Work through the data below and state how many lines contain "clock", giving that number alone.

Records from a data collection:
============

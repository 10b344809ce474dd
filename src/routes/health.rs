use axum::{Json, Router, extract::State, routing::get};

use crate::{dto::health::HealthResponse, services::health_service, state::SharedState};

#[utoipa::path(
    get,
    path = "/healthcheck",
    tag = "health",
    responses((status = 200, description = "Liveness plus storage connectivity", body = HealthResponse))
)]
/// Report whether the server is degraded and whether storage answers a ping.
pub async fn healthcheck(State(state): State<SharedState>) -> Json<HealthResponse> {
    Json(health_service::health_status(&state).await)
}

/// Health endpoint subtree.
pub fn router() -> Router<SharedState> {
    Router::<SharedState>::new().route("/healthcheck", get(healthcheck))
}
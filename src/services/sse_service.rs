use std::{convert::Infallible, time::Duration};

use axum::response::sse::{Event, KeepAlive, Sse};
use futures::Stream;
use tokio::sync::broadcast::{self, error::RecvError};

use tokio::sync::mpsc;
use tokio_stream::wrappers::ReceiverStream;

use crate::{dto::sse::ServerEvent, state::SharedState};

/// Subscribe to the shared event stream.
pub fn subscribe(state: &SharedState) -> broadcast::Receiver<ServerEvent> {
    state.sse().subscribe()
}

/// Convert a broadcast receiver into an SSE response, forwarding events and
/// cleaning up once the client disconnects.
///
/// The forwarding task owns the broadcast receiver; when the client goes
/// away the mpsc side closes, the task ends, and the receiver is dropped,
/// so a finished session never leaks a subscription.
pub fn to_sse_stream(
    mut receiver: broadcast::Receiver<ServerEvent>,
) -> Sse<impl Stream<Item = Result<Event, Infallible>>> {
    // small bounded channel between forwarder and response
    let (tx, rx) = mpsc::channel::<Result<Event, Infallible>>(8);

    // forwarder task: reads from broadcast and pushes into mpsc
    tokio::spawn(async move {
        loop {
            tokio::select! {
                _ = tx.closed() => break,
                recv_result = receiver.recv() => {
                    match recv_result {
                        Ok(payload) => {
                            let mut event = Event::default().data(payload.data);
                            if let Some(name) = payload.event {
                                event = event.event(name);
                            }

                            if tx.send(Ok(event)).await.is_err() {
                                break;
                            }
                        }
                        Err(RecvError::Closed) => break,
                        Err(RecvError::Lagged(_)) => {
                            // Skip lagged messages but keep the stream alive.
                            continue;
                        }
                    }
                }
            }
        }

        tracing::info!("SSE stream disconnected");
    });

    // response stream reads from mpsc; when client disconnects axum drops this stream
    let stream = ReceiverStream::new(rx);
    Sse::new(stream).keep_alive(
        KeepAlive::new()
            .interval(Duration::from_secs(15))
            .text("keep-alive"),
    )
}
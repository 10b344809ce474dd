use std::collections::BTreeSet;
use std::time::SystemTime;
use uuid::Uuid;

/// Tile stored in the shared pool.
#[derive(Debug, Clone, PartialEq, Eq)]
pub struct TileEntity {
    /// Stable identifier for the tile.
    pub id: Uuid,
    /// Display text, trimmed and at most 40 characters.
    pub text: String,
}

/// One cell of a board. Cells are snapshots taken at generation time, so a
/// later edit of the pool tile never changes a board already in play.
#[derive(Debug, Clone, PartialEq, Eq)]
pub struct CellEntity {
    /// Pool tile this cell was copied from; `None` only for the synthetic
    /// free-space cell at the board centre.
    pub tile_id: Option<Uuid>,
    /// Snapshot of the tile text at generation time.
    pub text: String,
}

impl CellEntity {
    /// Build a snapshot cell from a pool tile.
    pub fn snapshot_of(tile: &TileEntity) -> Self {
        Self {
            tile_id: Some(tile.id),
            text: tile.text.clone(),
        }
    }

    /// Build the synthetic free-space cell.
    pub fn free(label: &str) -> Self {
        Self {
            tile_id: None,
            text: label.to_owned(),
        }
    }
}

/// Personal 5x5 board, keyed in storage by player name.
#[derive(Debug, Clone, PartialEq, Eq)]
pub struct BoardEntity {
    /// Exactly 25 cell snapshots, free space fixed at index 12.
    pub cells: Vec<CellEntity>,
    /// Marked cell indices; always contains 12.
    pub marked: BTreeSet<usize>,
    /// Cached win status. The mark set is the source of truth; this flag is
    /// recomputed on load and never trusted on its own.
    pub has_won: bool,
    /// Generation time, assigned by the store's server clock.
    pub created_at: SystemTime,
}

/// Most recent round winner, a single global record overwritten by each win.
#[derive(Debug, Clone, PartialEq, Eq)]
pub struct RoundWinnerEntity {
    /// Name of the winning player.
    pub winner: String,
    /// When the winning toggle was recorded, per the store's server clock.
    pub won_at: SystemTime,
}

/// Cumulative win counter for one player.
#[derive(Debug, Clone, PartialEq, Eq)]
pub struct LeaderboardEntryEntity {
    /// Player name.
    pub player: String,
    /// Total rounds won; incremented exactly once per win.
    pub wins: u64,
}
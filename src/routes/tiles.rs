use axum::{
    Json, Router,
    extract::{Path, State},
    http::StatusCode,
    routing::{get, put},
};
use uuid::Uuid;
use validator::Validate;

use crate::{
    dto::tile::{TileInput, TileSummary},
    error::AppError,
    services::tile_service,
    state::SharedState,
};

/// Routes managing the shared tile pool.
pub fn router() -> Router<SharedState> {
    Router::new()
        .route("/tiles", get(list_tiles).post(add_tile))
        .route("/tiles/{id}", put(edit_tile).delete(delete_tile))
}

/// List every tile in the pool.
#[utoipa::path(
    get,
    path = "/tiles",
    tag = "tiles",
    responses((status = 200, description = "All tiles in the pool", body = [TileSummary]))
)]
pub async fn list_tiles(State(state): State<SharedState>) -> Result<Json<Vec<TileSummary>>, AppError> {
    let tiles = tile_service::list_tiles(&state).await?;
    Ok(Json(tiles))
}

/// Add a tile to the pool.
#[utoipa::path(
    post,
    path = "/tiles",
    tag = "tiles",
    request_body = TileInput,
    responses(
        (status = 200, description = "Tile created", body = TileSummary),
        (status = 400, description = "Blank or over-length tile text"),
    )
)]
pub async fn add_tile(
    State(state): State<SharedState>,
    Json(payload): Json<TileInput>,
) -> Result<Json<TileSummary>, AppError> {
    payload.validate()?;
    let tile = tile_service::add_tile(&state, payload).await?;
    Ok(Json(tile))
}

/// Replace a tile's text. Rejected while any live board references the tile.
#[utoipa::path(
    put,
    path = "/tiles/{id}",
    tag = "tiles",
    params(("id" = Uuid, Path, description = "Identifier of the tile to edit")),
    request_body = TileInput,
    responses(
        (status = 200, description = "Tile updated", body = TileSummary),
        (status = 404, description = "No such tile"),
        (status = 409, description = "Tile is referenced by a live board"),
    )
)]
pub async fn edit_tile(
    State(state): State<SharedState>,
    Path(id): Path<Uuid>,
    Json(payload): Json<TileInput>,
) -> Result<Json<TileSummary>, AppError> {
    payload.validate()?;
    let tile = tile_service::edit_tile(&state, id, payload).await?;
    Ok(Json(tile))
}

/// Remove a tile from the pool. Rejected while any live board references it.
#[utoipa::path(
    delete,
    path = "/tiles/{id}",
    tag = "tiles",
    params(("id" = Uuid, Path, description = "Identifier of the tile to delete")),
    responses(
        (status = 204, description = "Tile deleted"),
        (status = 404, description = "No such tile"),
        (status = 409, description = "Tile is referenced by a live board"),
    )
)]
pub async fn delete_tile(
    State(state): State<SharedState>,
    Path(id): Path<Uuid>,
) -> Result<StatusCode, AppError> {
    tile_service::delete_tile(&state, id).await?;
    Ok(StatusCode::NO_CONTENT)
}
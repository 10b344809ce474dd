//! Bingo backend binary entrypoint wiring REST, SSE, and MongoDB layers.

use std::{env, net::SocketAddr};

use anyhow::Context;
use axum::Router;
use tokio::net::TcpListener;
use tower_http::{cors::CorsLayer, trace::TraceLayer};
use tracing::info;
use tracing_subscriber::{layer::SubscriberExt, util::SubscriberInitExt};

mod config;
mod dao;
mod dto;
mod error;
mod routes;
mod services;
mod state;

use config::AppConfig;
use state::AppState;

#[tokio::main]
async fn main() -> anyhow::Result<()> {
    init_tracing();

    let app_config = AppConfig::load();
    let app_state = AppState::new(app_config);

    #[cfg(feature = "mongo-store")]
    {
        use std::sync::Arc;

        use dao::{bingo_store::BingoStore, mongodb::{MongoBingoStore, MongoConfig}};

        let mongo_config = MongoConfig::from_env();
        tokio::spawn(services::storage_supervisor::run(
            app_state.clone(),
            move || {
                let config = mongo_config.clone();
                async move {
                    let store = MongoBingoStore::connect(config).await?;
                    Ok(Arc::new(store) as Arc<dyn BingoStore>)
                }
            },
        ));
    }

    tokio::spawn(services::sse_events::watch_degraded(app_state.clone()));

    let app = build_router(app_state);

    let port = env::var("PORT")
        .or_else(|_| env::var("SERVER_PORT"))
        .ok()
        .and_then(|value| value.parse::<u16>().ok())
        .unwrap_or(8080);

    let addr = SocketAddr::from(([0, 0, 0, 0], port));
    info!(%addr, "starting server");

    let listener = TcpListener::bind(addr).await.context("binding server")?;
    let service = app.into_make_service();
    axum::serve(listener, service)
        .with_graceful_shutdown(shutdown_signal())
        .await
        .context("serving axum")?;

    Ok(())
}

/// Build the top-level router and attach cross-cutting middleware layers.
fn build_router(state: state::SharedState) -> Router<()> {
    routes::router(state)
        .layer(CorsLayer::permissive())
        .layer(TraceLayer::new_for_http())
}

/// Configure tracing subscribers so logs include spans by default.
fn init_tracing() {
    let env_filter = tracing_subscriber::EnvFilter::try_from_default_env()
        .unwrap_or_else(|_| "info,tower_http=debug".into());
    tracing_subscriber::registry()
        .with(env_filter)
        .with(tracing_subscriber::fmt::layer())
        .init();
}

/// Wait for Ctrl+C or SIGTERM and shut the server down gracefully.
async fn shutdown_signal() {
    #[cfg(unix)]
    {
        use tokio::signal::unix::{SignalKind, signal};

        let mut term = signal(SignalKind::terminate()).expect("install SIGTERM handler");
        tokio::select! {
            _ = tokio::signal::ctrl_c() => {},
            _ = term.recv() => {},
        }
    }

    #[cfg(not(unix))]
    {
        let _ = tokio::signal::ctrl_c().await;
    }
}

============

_Task answer:_ 2